I am hooked on Nepalese arts and crafts. Yes, I have been to this wonderful country. In fact, it was on my honeymoon. My wife and I loved finding special examples of the local wares. They often left me spellbound. As a gallery curator, you can bet that I bought some very fine examples. After we left, I never forgot the experience. I was bound and determine to continue collecting the Nepalese style to share with the world. The question was where to find more apart from going back to this ethnic paradise.
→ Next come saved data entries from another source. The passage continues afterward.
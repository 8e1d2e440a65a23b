//! Frame descriptions

use crate::camera::Camera;
use crate::foundation::math::Mat4;
use crate::materials::MaterialHandle;
use crate::scene::{EntityRegistry, Primitive};

/// One visible renderable
#[derive(Debug, Clone, PartialEq)]
pub struct DrawItem {
    /// Entity the item belongs to
    pub entity_id: String,
    /// Unit primitive to draw
    pub primitive: Primitive,
    /// Model matrix scaling the unit primitive into place
    pub model: Mat4,
    /// Material to shade with
    pub material: MaterialHandle,
}

/// Everything a backend needs for one frame
#[derive(Debug, Clone, PartialEq)]
pub struct FrameDescriptor {
    /// Camera view-projection matrix
    pub view_projection: Mat4,
    /// Visible items, in registry order
    pub items: Vec<DrawItem>,
}

impl FrameDescriptor {
    /// Collect the visible renderables of a registry
    pub fn build(registry: &EntityRegistry, camera: &Camera) -> Self {
        let items = registry
            .visible()
            .map(|object| DrawItem {
                entity_id: object.entity_id.clone(),
                primitive: object.primitive,
                model: object.model_matrix(),
                material: object.material,
            })
            .collect();

        Self { view_projection: camera.view_projection_matrix(), items }
    }
}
I didn’t have to wait a long time to continue my enterprise. I was surveying the goods at a craft fair about one hundred miles away when I spotted a group of native Nepalese artisans who were busy working on the best wood lathes I’d seen in my life to make wooden sculptures. He had a variety of woodworking tools on display. People love watching a master at work and they were gathered around. I joined them and scooted closer to get a better view. Some of the finished work was beautifully displayed on an adjacent table covered with a Nepalese woven cloth. I knew immediately that I had hit the jackpot. The wood lathe was working its magic. I asked him how he could tell if the wood was adequately seasoned, and he pointed me to a page that he had printed out from https://www.woodworknation.com/how-to-tell-if-your-wood-is-seasoned-for-woodworking/ which he used as a reference. I am fairly acquainted with woodworking tools and was quite impressed with this man’s results. One figure after another was a veritable treasure. They were lined up in a row like soldiers at attention. I continued to watch and realized how long it took to make just one. He adjusted the speed now and then to fashion the perfect contours.
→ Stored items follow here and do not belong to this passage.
//! City viewer
//!
//! Owns the load lifecycle and routes operator input into the visibility
//! engine and route tracer. Nothing scene-related exists until a document
//! has arrived; every operation before then reports [`ViewerError::NotReady`].

use std::sync::mpsc::{Receiver, TryRecvError};

use thiserror::Error;

use crate::camera::{CameraController, FramingCamera};
use crate::client::{spawn_fetch, LoadError, SceneSource};
use crate::core::config::ViewerConfig;
use crate::materials::MaterialContext;
use crate::picking::{pick, PickEvent, PointerState};
use crate::render::{FrameDescriptor, RenderBackend};
use crate::routing::{RouteInfo, RouteTracer, TraceOutcome};
use crate::scene::{validate_document, SceneDocument, SceneLoader, SceneState, ValidationReport};
use crate::visibility::VisibilityEngine;

/// Viewer errors
#[derive(Debug, Error)]
pub enum ViewerError {
    /// The operation needs a loaded scene
    #[error("no scene loaded yet")]
    NotReady,

    /// The scene could not be loaded
    #[error(transparent)]
    Load(#[from] LoadError),
}

/// Everything that exists once a scene is loaded
pub struct LoadedScene {
    /// Registry, groups and bounds
    pub scene: SceneState,
    /// Layer and system toggles
    pub visibility: VisibilityEngine,
    /// Route highlight state
    pub tracer: RouteTracer,
    /// Materials for this scene
    pub materials: MaterialContext,
    /// Camera collaborator
    pub camera: FramingCamera,
    /// Structural diagnostics of the document
    pub validation: ValidationReport,
}

/// Load lifecycle
pub enum ViewerPhase {
    /// Waiting for a document
    Loading,
    /// Scene loaded
    Ready(Box<LoadedScene>),
    /// Load failed; terminal for this attempt
    Failed(String),
}

/// Summary numbers for the operator
#[derive(Debug, Clone, Copy, PartialEq)]
pub struct ViewerStats {
    /// Renderables in the registry
    pub renderables: usize,
    /// Renderables currently visible
    pub visible: usize,
    /// Entities skipped for unknown types
    pub skipped: usize,
    /// Live materials
    pub materials: usize,
    /// Tallest building height
    pub max_height: f32,
}

/// Interactive city viewer
pub struct CityViewer {
    config: ViewerConfig,
    phase: ViewerPhase,
    pending: Option<Receiver<Result<SceneDocument, LoadError>>>,
    pointer: PointerState,
}

impl CityViewer {
    /// Create a viewer in the loading phase
    pub fn new(config: ViewerConfig) -> Self {
        let pointer = PointerState::new(config.viewport);
        Self { config, phase: ViewerPhase::Loading, pending: None, pointer }
    }

    /// Configuration in use
    pub fn config(&self) -> &ViewerConfig {
        &self.config
    }

    /// Current phase
    pub fn phase(&self) -> &ViewerPhase {
        &self.phase
    }

    /// Whether a scene is loaded
    pub fn is_ready(&self) -> bool {
        matches!(self.phase, ViewerPhase::Ready(_))
    }

    /// Failure message, if the load failed
    pub fn failure(&self) -> Option<&str> {
        match &self.phase {
            ViewerPhase::Failed(message) => Some(message.as_str()),
            _ => None,
        }
    }

    /// Start fetching a document in the background
    pub fn begin_load(&mut self, source: Box<dyn SceneSource>) {
        self.phase = ViewerPhase::Loading;
        self.pending = Some(spawn_fetch(source));
    }

    /// Check for a finished fetch without blocking
    ///
    /// Returns `Ok(true)` on the call that made the scene ready.
    pub fn poll(&mut self) -> Result<bool, ViewerError> {
        let Some(rx) = &self.pending else {
            return Ok(false);
        };

        let result = match rx.try_recv() {
            Ok(result) => result,
            Err(TryRecvError::Empty) => return Ok(false),
            Err(TryRecvError::Disconnected) => Err(LoadError::WorkerGone),
        };
        self.pending = None;

        match result {
            Ok(document) => {
                self.on_loaded(&document);
                Ok(true)
            }
            Err(err) => {
                self.phase = ViewerPhase::Failed(err.to_string());
                Err(err.into())
            }
        }
    }

    /// Build all scene state from a document
    pub fn on_loaded(&mut self, document: &SceneDocument) {
        if let ViewerPhase::Ready(previous) = &mut self.phase {
            previous.materials.dispose_all();
        }

        let validation = validate_document(document);
        validation.log_summary();

        let mut materials = MaterialContext::new(self.config.materials.graded_steps);
        let mut scene = SceneLoader::load(document, &mut materials, &self.config.materials);

        let visibility = VisibilityEngine::new(&scene.groups, &self.config.visibility.default_layers);
        let visible = visibility.recompute(&mut scene.registry);

        let mut camera = FramingCamera::new(&self.config.camera, self.config.viewport.aspect());
        if let Some(bounds) = scene.bounds() {
            camera.fit_to_bounds(&bounds);
        }

        log::info!("Scene ready: {} of {} renderables visible", visible, scene.registry.len());
        self.phase = ViewerPhase::Ready(Box::new(LoadedScene {
            scene,
            visibility,
            tracer: RouteTracer::new(),
            materials,
            camera,
            validation,
        }));
    }

    /// Loaded scene, if any
    pub fn loaded(&self) -> Option<&LoadedScene> {
        match &self.phase {
            ViewerPhase::Ready(loaded) => Some(&**loaded),
            _ => None,
        }
    }

    fn loaded_mut(&mut self) -> Result<&mut LoadedScene, ViewerError> {
        match &mut self.phase {
            ViewerPhase::Ready(loaded) => Ok(&mut **loaded),
            _ => Err(ViewerError::NotReady),
        }
    }

    /// Toggle a layer and recompute; returns the visible count
    pub fn set_layer(&mut self, layer: &str, enabled: bool) -> Result<usize, ViewerError> {
        let loaded = self.loaded_mut()?;
        loaded.visibility.set_layer_enabled(layer, enabled);
        Ok(loaded.visibility.recompute(&mut loaded.scene.registry))
    }

    /// Toggle a system and recompute; returns the visible count
    pub fn set_system(&mut self, system: &str, enabled: bool) -> Result<usize, ViewerError> {
        let loaded = self.loaded_mut()?;
        loaded.visibility.set_system_enabled(system, enabled);
        Ok(loaded.visibility.recompute(&mut loaded.scene.registry))
    }

    /// Pick at a pixel position
    pub fn click(&mut self, x: f32, y: f32, over_ui: bool) -> Result<Option<TraceOutcome>, ViewerError> {
        self.pointer.update_position(x, y);
        let event = self.pointer.pick_event(over_ui);
        self.handle_pick_event(event)
    }

    /// Resolve a pick event against the visible scene
    ///
    /// Events over UI chrome are ignored and yield `Ok(None)`.
    pub fn handle_pick_event(&mut self, event: PickEvent) -> Result<Option<TraceOutcome>, ViewerError> {
        let loaded = self.loaded_mut()?;
        if event.over_ui {
            log::trace!("Pick over UI ignored");
            return Ok(None);
        }

        let (x, y) = event.ndc;
        let picked = loaded
            .camera
            .camera()
            .screen_to_world_ray(x, y)
            .and_then(|ray| pick(&ray, &loaded.scene.registry));

        Ok(Some(loaded.tracer.handle_pick(
            picked.as_deref(),
            &mut loaded.scene.registry,
            &mut loaded.materials,
        )))
    }

    /// Pick an entity directly by identifier
    ///
    /// Entities without a renderable or currently hidden count as empty space.
    pub fn pick_entity(&mut self, id: &str) -> Result<TraceOutcome, ViewerError> {
        let loaded = self.loaded_mut()?;
        let eligible = loaded.scene.registry.get(id).is_some_and(|object| object.visible);
        let picked = eligible.then_some(id);
        Ok(loaded.tracer.handle_pick(picked, &mut loaded.scene.registry, &mut loaded.materials))
    }

    /// Clear any route highlight
    pub fn clear_route(&mut self) -> Result<(), ViewerError> {
        let loaded = self.loaded_mut()?;
        loaded.tracer.clear(&mut loaded.scene.registry);
        Ok(())
    }

    /// Active route, if any
    pub fn route_info(&self) -> Option<&RouteInfo> {
        self.loaded().and_then(|loaded| loaded.tracer.info())
    }

    /// Summary numbers
    pub fn stats(&self) -> Result<ViewerStats, ViewerError> {
        let loaded = self.loaded().ok_or(ViewerError::NotReady)?;
        Ok(ViewerStats {
            renderables: loaded.scene.registry.len(),
            visible: loaded.scene.registry.visible_count(),
            skipped: loaded.scene.skipped,
            materials: loaded.materials.len(),
            max_height: loaded.scene.max_height,
        })
    }

    /// Advance one frame; returns whether a frame was submitted
    ///
    /// Polls a pending fetch first. Nothing is drawn until a scene is ready.
    pub fn tick(&mut self, dt: f32, backend: &mut dyn RenderBackend) -> bool {
        if let Err(err) = self.poll() {
            log::error!("Scene load failed: {}", err);
        }

        let ViewerPhase::Ready(loaded) = &mut self.phase else {
            return false;
        };
        loaded.camera.update(dt);
        let frame = FrameDescriptor::build(&loaded.scene.registry, loaded.camera.camera());
        backend.submit(&frame);
        true
    }

    /// Release scene resources
    pub fn shutdown(&mut self) {
        if let ViewerPhase::Ready(loaded) = &mut self.phase {
            loaded.tracer.clear(&mut loaded.scene.registry);
            loaded.materials.dispose_all();
        }
        self.pending = None;
        log::info!("Viewer shut down");
    }
}

#[cfg(test)]
mod tests {
    use super::*;
    use crate::render::HeadlessBackend;
    use std::time::{Duration, Instant};

    const DOC: &str = r#"{
        "metadata": { "spec_version": "1", "generated_at": "now" },
        "entities": [
            { "id": "tower", "type": "building", "position": {"x":0,"y":0,"z":0},
              "dimensions": {"x":40,"y":60,"z":40}, "rotation": [0,0,0,1],
              "material": "concrete", "layer": "surface" },
            { "id": "main-1", "type": "pipe", "position": {"x":100,"y":-8,"z":0},
              "dimensions": {"x":1,"y":1,"z":30}, "rotation": [0,0,0,1],
              "material": "steel", "layer": "underground_1", "system": "water",
              "metadata": {"network": "water", "connected_to": ["main-2"]} },
            { "id": "main-2", "type": "pipe", "position": {"x":100,"y":-8,"z":30},
              "dimensions": {"x":1,"y":1,"z":30}, "rotation": [0,0,0,1],
              "material": "steel", "layer": "underground_1", "system": "water",
              "metadata": {"network": "water", "connected_to": []} }
        ],
        "groups": {
            "pods": {},
            "systems": {"water": ["main-1", "main-2"]},
            "layers": {"surface": ["tower"], "underground_1": ["main-1", "main-2"]},
            "entity_types": {"building": ["tower"], "pipe": ["main-1", "main-2"]}
        }
    }"#;

    fn ready_viewer() -> CityViewer {
        let mut viewer = CityViewer::new(ViewerConfig::default());
        viewer.on_loaded(&SceneDocument::from_json(DOC).unwrap());
        viewer
    }

    struct Failing;

    impl SceneSource for Failing {
        fn fetch(&self) -> Result<SceneDocument, LoadError> {
            Err(LoadError::Status(500))
        }

        fn describe(&self) -> String {
            "failing".to_string()
        }
    }

    #[test]
    fn test_operations_before_load_are_rejected() {
        let mut viewer = CityViewer::new(ViewerConfig::default());
        assert!(matches!(viewer.set_layer("surface", true), Err(ViewerError::NotReady)));
        assert!(matches!(viewer.pick_entity("tower"), Err(ViewerError::NotReady)));
        assert!(matches!(viewer.click(10.0, 10.0, false), Err(ViewerError::NotReady)));

        let mut backend = HeadlessBackend::new();
        assert!(!viewer.tick(0.016, &mut backend));
        assert_eq!(backend.stats().frames, 0);
    }

    #[test]
    fn test_failed_load_is_terminal() {
        let mut viewer = CityViewer::new(ViewerConfig::default());
        viewer.begin_load(Box::new(Failing));

        let deadline = Instant::now() + Duration::from_secs(5);
        let mut result = viewer.poll();
        while matches!(result, Ok(false)) && Instant::now() < deadline {
            std::thread::sleep(Duration::from_millis(5));
            result = viewer.poll();
        }

        assert!(matches!(result, Err(ViewerError::Load(LoadError::Status(500)))));
        assert_eq!(viewer.failure(), Some("generator returned HTTP 500"));
        assert!(matches!(viewer.poll(), Ok(false)));
        assert!(!viewer.is_ready());
    }

    #[test]
    fn test_default_visibility_and_toggles() {
        let mut viewer = ready_viewer();
        assert_eq!(viewer.stats().unwrap().visible, 1);

        assert_eq!(viewer.set_layer("underground_1", true).unwrap(), 3);
        assert_eq!(viewer.set_system("water", false).unwrap(), 1);
    }

    #[test]
    fn test_hidden_entities_are_not_pickable() {
        let mut viewer = ready_viewer();
        assert_eq!(viewer.pick_entity("main-1").unwrap(), TraceOutcome::Cleared);

        viewer.set_layer("underground_1", true).unwrap();
        let TraceOutcome::Highlighted(info) = viewer.pick_entity("main-1").unwrap() else {
            panic!("expected a highlight");
        };
        assert_eq!(info.count, 2);
        assert_eq!(viewer.route_info().unwrap().display_text(), "water network: 2 segments");

        viewer.clear_route().unwrap();
        assert!(viewer.route_info().is_none());
    }

    #[test]
    fn test_click_through_camera() {
        let mut viewer = ready_viewer();
        let config = viewer.config().viewport;

        // Nothing with connectivity sits under the centre of the framed scene
        #[allow(clippy::cast_precision_loss)]
        let (cx, cy) = (config.width as f32 / 2.0, config.height as f32 / 2.0);
        assert_eq!(viewer.click(cx, cy, false).unwrap(), Some(TraceOutcome::Cleared));

        // Picks over UI never reach the tracer
        viewer.set_layer("underground_1", true).unwrap();
        viewer.pick_entity("main-1").unwrap();
        assert_eq!(viewer.click(cx, cy, true).unwrap(), None);
        assert!(viewer.route_info().is_some());

        // A click that misses the pipes clears the route
        assert_eq!(viewer.click(cx, 0.0, false).unwrap(), Some(TraceOutcome::Cleared));
        assert!(viewer.route_info().is_none());
    }

    #[test]
    fn test_tick_submits_when_ready_and_shutdown_disposes() {
        let mut viewer = ready_viewer();
        let mut backend = HeadlessBackend::new();
        assert!(viewer.tick(0.016, &mut backend));
        assert_eq!(backend.stats().draw_count, 1);

        viewer.shutdown();
        assert_eq!(viewer.stats().unwrap().materials, 0);
    }
}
“Is everything for sale,” I asked. “yes, of course. Plus, I can make something to your liking in terms of size and subject matter.” I waited for the crowd to thin and started to negotiate a deal for my gallery. I would need a variety of figures and enough to create a real ambience. I would mount a display that included photos of Nepal and a map for quick location of the country. I would give the artist a few weeks to finish some custom statues. In the interim, I did some research and wrote a press release to entice the public to come to the gallery show opening. I was trying to find a list of local Nepalese in my state so they could receive special invitations. Of course, I wanted the general public to be impressed. It is said that I have a good eye and know a find when I see it.
An ad appeared in the local paper and in the online calendar for my city. I had a good turnout for the exhibition and made many sales. I was gratified that many others admire Nepalese handicrafts as much as I do. They are unique and hard to find unless you visit Nepal. Then you need a guide to take you to just the right spots. My honeymoon was the start of a life-long passion.